### Work to be completed:
When a line of the listing below has the string "PanickedWithTeardown" in it, copy that line.

- Opening Delimiter -

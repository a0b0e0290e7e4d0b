//! Benchmark Jobs
//!
//! Job declarations and the per-case lifecycle: optional setup, heap
//! trim, timed warmup probe, classification, measurement, teardown.
//! The teardown consumes the setup state exactly once no matter how
//! the measured phases end. Every panic inside a case is caught at
//! its phase and surfaced as a `CaseError`; the scheduler catches
//! anything that escapes the job body itself.

use std::any::Any;
use std::fmt;
use std::panic::{catch_unwind, AssertUnwindSafe};
use std::time::{Duration, Instant};

use thiserror::Error;

use crate::classify::{classify, Classification, MARGINAL_THROUGHPUT};
use crate::console::Console;
use crate::grid::{expand_grid, CaseData, Dimension, GridError};
use crate::measure::{throughput, RepetitionEngine};
use crate::memory::trim_memory;

/// Type-erased state produced by a case's setup and consumed by its
/// teardown.
pub type PreState = Box<dyn Any>;

/// Lifecycle phase in which a case panicked.
#[derive(Debug, Clone, Copy, PartialEq, Eq)]
pub enum Phase {
    /// The setup callback.
    Setup,
    /// The single timed warmup invocation.
    Probe,
    /// The repetition engine's measurement loop.
    Measure,
    /// The teardown callback.
    Teardown,
}

impl fmt::Display for Phase {
    fn fmt(&self, f: &mut fmt::Formatter<'_>) -> fmt::Result {
        let s = match self {
            Phase::Setup => "setup",
            Phase::Probe => "probe",
            Phase::Measure => "measure",
            Phase::Teardown => "teardown",
        };
        f.write_str(s)
    }
}

/// Why a job failed. Aborts the rest of the job's cases; the run
/// itself continues with the next queue entry.
#[derive(Debug, Error, PartialEq, Eq)]
pub enum CaseError {
    /// A case callback panicked.
    #[error("{phase} panicked in case '{case}': {message}")]
    Panicked {
        /// Case label.
        case: String,
        /// Phase that panicked.
        phase: Phase,
        /// Recovered panic payload.
        message: String,
    },
    /// A case panicked and the teardown that still ran panicked too.
    #[error("{phase} panicked in case '{case}': {message}; teardown also panicked: {teardown}")]
    PanickedWithTeardown {
        /// Case label.
        case: String,
        /// Phase of the first panic.
        phase: Phase,
        /// First panic payload.
        message: String,
        /// Teardown panic payload.
        teardown: String,
    },
    /// A panic escaped the job outside any case phase. Grid filter
    /// predicates run there, during expansion.
    #[error("benchmark panicked: {message}")]
    Unwound {
        /// Recovered panic payload.
        message: String,
    },
    /// The benchmark declared an empty case set.
    #[error("benchmark declares no cases")]
    EmptyCases,
    /// A grid benchmark declared no run callback.
    #[error("benchmark declares no run callback")]
    MissingCallback,
    /// The parameter grid could not be expanded.
    #[error("malformed parameter grid: {0}")]
    Grid(#[from] GridError),
}

/// Extract a printable message from a panic payload.
pub(crate) fn panic_message(panic: Box<dyn Any + Send>) -> String {
    if let Some(s) = panic.downcast_ref::<&str>() {
        s.to_string()
    } else if let Some(s) = panic.downcast_ref::<String>() {
        s.clone()
    } else {
        "Unknown panic".to_string()
    }
}

/// Benchmark with explicit named cases.
pub struct SimpleBench {
    name: String,
    description: Option<String>,
    budget: Option<Duration>,
    cases: Vec<(String, Box<dyn FnMut()>)>,
    pre: Option<Box<dyn FnMut() -> PreState>>,
    post: Option<Box<dyn FnMut(PreState)>>,
}

impl SimpleBench {
    /// Benchmark with no cases yet.
    pub fn new(name: impl Into<String>) -> Self {
        SimpleBench {
            name: name.into(),
            description: None,
            budget: None,
            cases: Vec::new(),
            pre: None,
            post: None,
        }
    }

    /// Description shown next to the name in the output scope.
    pub fn description(mut self, description: impl Into<String>) -> Self {
        self.description = Some(description.into());
        self
    }

    /// Per-benchmark time budget, overriding the session default.
    pub fn budget(mut self, budget: Duration) -> Self {
        self.budget = Some(budget);
        self
    }

    /// Add a named case. Cases run in declaration order.
    pub fn case(mut self, name: impl Into<String>, mut callback: impl FnMut() + 'static) -> Self {
        self.cases.push((name.into(), Box::new(move || callback())));
        self
    }

    /// Setup run before each case; its return value is handed to
    /// [`post`](Self::post).
    pub fn pre<S: Any>(mut self, mut setup: impl FnMut() -> S + 'static) -> Self {
        self.pre = Some(Box::new(move || Box::new(setup()) as PreState));
        self
    }

    /// Teardown run after each case, consuming the setup state.
    pub fn post<S: Any>(mut self, mut teardown: impl FnMut(S) + 'static) -> Self {
        self.post = Some(Box::new(move |state: PreState| match state.downcast::<S>() {
            Ok(state) => teardown(*state),
            Err(_) => panic!("teardown state type does not match setup"),
        }));
        self
    }
}

/// Benchmark over a parameter grid.
pub struct GridBench {
    name: String,
    description: Option<String>,
    budget: Option<Duration>,
    dimensions: Vec<Dimension>,
    pre: Option<Box<dyn FnMut(&CaseData) -> PreState>>,
    post: Option<Box<dyn FnMut(PreState)>>,
    run: Option<Box<dyn FnMut(&CaseData, &mut PreState)>>,
}

impl GridBench {
    /// Benchmark with no dimensions yet.
    pub fn new(name: impl Into<String>) -> Self {
        GridBench {
            name: name.into(),
            description: None,
            budget: None,
            dimensions: Vec::new(),
            pre: None,
            post: None,
            run: None,
        }
    }

    /// Description shown next to the name in the output scope.
    pub fn description(mut self, description: impl Into<String>) -> Self {
        self.description = Some(description.into());
        self
    }

    /// Per-benchmark time budget, overriding the session default.
    pub fn budget(mut self, budget: Duration) -> Self {
        self.budget = Some(budget);
        self
    }

    /// Append a dimension. Declaration order fixes sweep order.
    pub fn dimension(mut self, dimension: Dimension) -> Self {
        self.dimensions.push(dimension);
        self
    }

    /// Setup run before each combination, handed the combination's
    /// data; its return value goes to [`post`](Self::post).
    pub fn pre<S: Any>(mut self, mut setup: impl FnMut(&CaseData) -> S + 'static) -> Self {
        self.pre = Some(Box::new(move |data| Box::new(setup(data)) as PreState));
        self
    }

    /// Teardown run after each combination, consuming the setup state.
    pub fn post<S: Any>(mut self, mut teardown: impl FnMut(S) + 'static) -> Self {
        self.post = Some(Box::new(move |state: PreState| match state.downcast::<S>() {
            Ok(state) => teardown(*state),
            Err(_) => panic!("teardown state type does not match setup"),
        }));
        self
    }

    /// Measured callback receiving the combination's data.
    pub fn run(mut self, mut callback: impl FnMut(&CaseData) + 'static) -> Self {
        self.run = Some(Box::new(move |data, _state| callback(data)));
        self
    }

    /// Measured callback receiving the combination's data and the
    /// setup state.
    pub fn run_with_state<S: Any>(
        mut self,
        mut callback: impl FnMut(&CaseData, &mut S) + 'static,
    ) -> Self {
        self.run = Some(Box::new(move |data, state| {
            match state.downcast_mut::<S>() {
                Some(state) => callback(data, state),
                None => panic!("case state type does not match setup"),
            }
        }));
        self
    }
}

/// One registered benchmark awaiting execution.
pub enum Job {
    /// Benchmark with explicit named cases.
    Simple(SimpleBench),
    /// Benchmark over a parameter grid.
    Grid(GridBench),
}

impl Job {
    /// Benchmark name.
    pub fn name(&self) -> &str {
        match self {
            Job::Simple(bench) => &bench.name,
            Job::Grid(bench) => &bench.name,
        }
    }

    /// Optional description for the output scope label.
    pub fn description(&self) -> Option<&str> {
        match self {
            Job::Simple(bench) => bench.description.as_deref(),
            Job::Grid(bench) => bench.description.as_deref(),
        }
    }

    /// Whether this is a parameter-grid benchmark.
    pub fn is_complex(&self) -> bool {
        matches!(self, Job::Grid(_))
    }

    /// Per-benchmark budget override, if declared.
    pub fn budget(&self) -> Option<Duration> {
        match self {
            Job::Simple(bench) => bench.budget,
            Job::Grid(bench) => bench.budget,
        }
    }
}

/// Outcome of one executed case.
#[derive(Debug, Clone)]
pub struct CaseRecord {
    /// Owning benchmark.
    pub benchmark: String,
    /// Case name, or joined labels for grid combinations.
    pub case: String,
    /// Dimension labels in declared order; empty for simple cases.
    pub labels: Vec<String>,
    /// Admission decision from the warmup probe.
    pub classification: Classification,
    /// Budget-normalized repetitions, or the skip/marginal sentinel.
    pub throughput: u64,
}

/// Execute one job: expand its cases, run each through the lifecycle,
/// emit one row per case, and append to `records`.
pub(crate) fn run_job(
    job: &mut Job,
    budget: Duration,
    engine: &mut dyn RepetitionEngine,
    console: &mut Console,
    records: &mut Vec<CaseRecord>,
) -> Result<(), CaseError> {
    let name = job.name().to_string();
    match job {
        Job::Simple(bench) => run_simple(&name, bench, budget, engine, console, records),
        Job::Grid(bench) => run_grid(&name, bench, budget, engine, console, records),
    }
}

fn run_simple(
    name: &str,
    bench: &mut SimpleBench,
    budget: Duration,
    engine: &mut dyn RepetitionEngine,
    console: &mut Console,
    records: &mut Vec<CaseRecord>,
) -> Result<(), CaseError> {
    if bench.cases.is_empty() {
        return Err(CaseError::EmptyCases);
    }
    for (case_name, callback) in &mut bench.cases {
        let state: PreState = match bench.pre.as_mut() {
            Some(pre) => run_setup(case_name, || pre())?,
            None => Box::new(()),
        };
        let outcome = measure_case(&mut || callback(), budget, engine);
        let teardown_panic = run_teardown(bench.post.as_mut(), state);
        let (classification, result) = settle(case_name, outcome, teardown_panic)?;

        console.case_row(result, case_name);
        records.push(CaseRecord {
            benchmark: name.to_string(),
            case: case_name.clone(),
            labels: Vec::new(),
            classification,
            throughput: result,
        });
    }
    Ok(())
}

fn run_grid(
    name: &str,
    bench: &mut GridBench,
    budget: Duration,
    engine: &mut dyn RepetitionEngine,
    console: &mut Console,
    records: &mut Vec<CaseRecord>,
) -> Result<(), CaseError> {
    let plan = expand_grid(&bench.dimensions)?;
    let run = bench.run.as_mut().ok_or(CaseError::MissingCallback)?;

    if bench.dimensions.len() > 1 {
        let names: Vec<&str> = bench
            .dimensions
            .iter()
            .map(|d| d.display_name.as_str())
            .collect();
        console.header_row(&names);
    }

    for combo in &plan.combinations {
        let labels: Vec<String> = combo.labels.iter().map(|(_, l)| l.clone()).collect();
        let case_label = labels.join("  ");

        let mut state: PreState = match bench.pre.as_mut() {
            Some(pre) => run_setup(&case_label, || pre(&combo.data))?,
            None => Box::new(()),
        };
        let outcome = measure_case(&mut || run(&combo.data, &mut state), budget, engine);
        let teardown_panic = run_teardown(bench.post.as_mut(), state);
        let (classification, result) = settle(&case_label, outcome, teardown_panic)?;

        console.case_row(result, &case_label);
        records.push(CaseRecord {
            benchmark: name.to_string(),
            case: labels.join(" "),
            labels,
            classification,
            throughput: result,
        });

        // Innermost sweep boundary; structural equality, so duplicate
        // values in the last dimension match early.
        if combo.data.get(&plan.sweep_key) == Some(&plan.sweep_end) {
            console.blank();
        }
    }
    Ok(())
}

/// Probe, classify, and (when admitted) measure one case.
fn measure_case(
    op: &mut dyn FnMut(),
    budget: Duration,
    engine: &mut dyn RepetitionEngine,
) -> Result<(Classification, u64), (Phase, String)> {
    trim_memory();

    let probe_start = Instant::now();
    catch_unwind(AssertUnwindSafe(|| op())).map_err(|p| (Phase::Probe, panic_message(p)))?;
    let probe = probe_start.elapsed();

    match classify(probe, budget) {
        Classification::Skipped => Ok((Classification::Skipped, 0)),
        Classification::Marginal => Ok((Classification::Marginal, MARGINAL_THROUGHPUT)),
        Classification::Measured => {
            let timing = catch_unwind(AssertUnwindSafe(|| engine.run_until(budget, op)))
                .map_err(|p| (Phase::Measure, panic_message(p)))?;
            Ok((Classification::Measured, throughput(timing, budget)))
        }
    }
}

fn run_setup(case: &str, setup: impl FnOnce() -> PreState) -> Result<PreState, CaseError> {
    catch_unwind(AssertUnwindSafe(setup)).map_err(|p| CaseError::Panicked {
        case: case.to_string(),
        phase: Phase::Setup,
        message: panic_message(p),
    })
}

/// Run the teardown with the case's state. Returns the panic message
/// if the teardown itself panicked.
fn run_teardown(post: Option<&mut Box<dyn FnMut(PreState)>>, state: PreState) -> Option<String> {
    match post {
        Some(post) => catch_unwind(AssertUnwindSafe(|| post(state)))
            .err()
            .map(panic_message),
        None => None,
    }
}

/// Combine the measured outcome with the teardown outcome. A teardown
/// panic after a successful measurement still fails the case; one
/// after a failed measurement is reported alongside, not dropped.
fn settle(
    case: &str,
    outcome: Result<(Classification, u64), (Phase, String)>,
    teardown_panic: Option<String>,
) -> Result<(Classification, u64), CaseError> {
    match (outcome, teardown_panic) {
        (Ok(result), None) => Ok(result),
        (Ok(_), Some(teardown)) => Err(CaseError::Panicked {
            case: case.to_string(),
            phase: Phase::Teardown,
            message: teardown,
        }),
        (Err((phase, message)), None) => Err(CaseError::Panicked {
            case: case.to_string(),
            phase,
            message,
        }),
        (Err((phase, message)), Some(teardown)) => Err(CaseError::PanickedWithTeardown {
            case: case.to_string(),
            phase,
            message,
            teardown,
        }),
    }
}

- Closing Delimiter -

### Reply to the task:
    PanickedWithTeardown {
        (Err((phase, message)), Some(teardown)) => Err(CaseError::PanickedWithTeardown {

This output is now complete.